Currently, the CEDR is asking for public comment on eight new measures to be included in the registry next year. The latest set of measures include six focused on sepsis management, a measure of Foley catheter appropriateness and two more imaging measures (Table 3). The sepsis measures are constructed much simpler than the recently released CMS SEP-1 metric as they seek to promote only the essential elements of sepsis care – fluids, antibiotics and lactate measurement – and do not require central line placement on all patients, which is in line with recent evidence.

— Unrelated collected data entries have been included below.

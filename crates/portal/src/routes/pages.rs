//! Logged-in pages. Each returns its view-model as JSON.

use axum::{
    Extension, Json,
    extract::{Query, State},
    http::HeaderMap,
    response::{IntoResponse, Response},
};
use serde::Deserialize;

use crate::device::ViewVariant;
use crate::session::Session;
use crate::state::AppState;
use crate::views;

#[derive(Debug, Default, Deserialize)]
pub struct PageQuery {
    /// `mobile` or `desktop`, overriding user-agent detection
    pub device: Option<String>,
    /// Dashboard admin mode switch: `true` / `false`
    pub admin: Option<String>,
}

impl PageQuery {
    fn variant(&self, headers: &HeaderMap) -> ViewVariant {
        ViewVariant::from_headers(headers, self.device.as_deref())
    }
}

/// Resolve `?admin=` for the dashboard and remember the choice.
/// Only admins can turn it on; no parameter means off for this render.
async fn resolve_admin_mode(state: &AppState, session: &Session, requested: Option<&str>) -> bool {
    if !session.is_admin {
        return false;
    }

    let enable = match requested {
        Some("true") => true,
        Some("false") => false,
        _ => return false,
    };

    state
        .sessions
        .update(&session.id, |s| s.admin_mode = enable)
        .await;
    tracing::debug!(enable, "Admin mode set from dashboard");
    enable
}

pub async fn main_page(
    State(state): State<AppState>,
    Extension(session): Extension<Session>,
    Query(query): Query<PageQuery>,
    headers: HeaderMap,
) -> Response {
    let variant = query.variant(&headers);
    let admin_mode = resolve_admin_mode(&state, &session, query.admin.as_deref()).await;

    let ledger = state.ledger.read().await;
    Json(views::dashboard(&ledger, &variant, admin_mode)).into_response()
}

pub async fn accounts(
    State(state): State<AppState>,
    Extension(session): Extension<Session>,
    Query(query): Query<PageQuery>,
    headers: HeaderMap,
) -> Response {
    let variant = query.variant(&headers);
    let admin_mode = session.is_admin && session.admin_mode;

    let ledger = state.ledger.read().await;
    Json(views::accounts(&ledger, &variant, admin_mode)).into_response()
}

pub async fn transfers(
    State(state): State<AppState>,
    Query(query): Query<PageQuery>,
    headers: HeaderMap,
) -> Response {
    let variant = query.variant(&headers);
    let ledger = state.ledger.read().await;
    Json(views::transfers(&ledger, &variant)).into_response()
}

async fn simple(
    state: &AppState,
    query: &PageQuery,
    headers: &HeaderMap,
    title: &str,
    page_id: &'static str,
) -> Response {
    let variant = query.variant(headers);
    let ledger = state.ledger.read().await;
    Json(views::simple_page(&ledger, &variant, title, page_id)).into_response()
}

pub async fn mortgages(
    State(state): State<AppState>,
    Query(query): Query<PageQuery>,
    headers: HeaderMap,
) -> Response {
    simple(&state, &query, &headers, "Mortgages and Loans", "mortgages").await
}

pub async fn buzon(
    State(state): State<AppState>,
    Query(query): Query<PageQuery>,
    headers: HeaderMap,
) -> Response {
    simple(&state, &query, &headers, "Buzón", "buzon").await
}

pub async fn gestor(
    State(state): State<AppState>,
    Query(query): Query<PageQuery>,
    headers: HeaderMap,
) -> Response {
    simple(&state, &query, &headers, "Gestor", "gestor").await
}

pub async fn admin_panel(State(state): State<AppState>) -> Response {
    let ledger = state.ledger.read().await;
    Json(views::admin_panel(&ledger)).into_response()
}
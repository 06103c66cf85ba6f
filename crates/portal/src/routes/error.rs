//! Mapping of `PortalError` onto HTTP responses.

use axum::{
    Json,
    extract::rejection::{JsonRejection, PathRejection},
    http::StatusCode,
    response::{IntoResponse, Response},
};
use serde_json::json;

use portal_common::PortalError;

pub type ApiResult<T> = Result<T, ApiError>;

/// Handler error wrapper; renders as `{ "error": code, "message": text }`
#[derive(Debug)]
pub struct ApiError(pub PortalError);

impl From<PortalError> for ApiError {
    fn from(err: PortalError) -> Self {
        Self(err)
    }
}

impl From<JsonRejection> for ApiError {
    fn from(rejection: JsonRejection) -> Self {
        Self(PortalError::Validation(rejection.body_text()))
    }
}

impl From<PathRejection> for ApiError {
    fn from(rejection: PathRejection) -> Self {
        Self(PortalError::Validation(rejection.body_text()))
    }
}

impl IntoResponse for ApiError {
    fn into_response(self) -> Response {
        let status =
            StatusCode::from_u16(self.0.status_code()).unwrap_or(StatusCode::INTERNAL_SERVER_ERROR);

        if status.is_server_error() {
            tracing::error!(error = %self.0, "Request failed");
        } else {
            tracing::debug!(error = %self.0, status = status.as_u16(), "Request rejected");
        }

        json_error(status, self.0.code(), self.0.to_string())
    }
}

pub fn json_error(status: StatusCode, code: &'static str, message: impl Into<String>) -> Response {
    (
        status,
        Json(json!({
            "error": code,
            "message": message.into(),
        })),
    )
        .into_response()
}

As CEDR develops, EPs will have several opportunities to contribute. Along with submitting comments on the eight proposed measures, ED physicians can also submit ideas for the next cycle of quality measure development starting this fall. In addition, participation in the CEDR may provide many EDs with real-time quality data and benchmarking reports through the web-interface which can be used by ED directors to guide local improvement efforts. However, many challenges remain as most current measures focus on diagnoses as opposed to clinical symptoms or chief complaints which may be a useful way to structure future ED quality measures. In addition, numerous data difficulties remain as quality measurement efforts seek to catch up with the rapid adoption of electronic health records. Ultimately, while it is still too early to report on the success and scale of the CEDR and there is much work to do, our specialty is moving forward in charting a path for acute care quality nationally.
Thanks to the authors for a nice summary of the benefits and goals of CEDR. I see that Table 1 includes the cross cutting measure #317 Screening for high BP and follow up documented. The text of your article states that a cross cutting measure does not have to be included in the CEDR. Given that the definitions of #317 will be onerous for EM physicians and groups to meet, can you clarify whether or not this measure has been adopted by ACEP?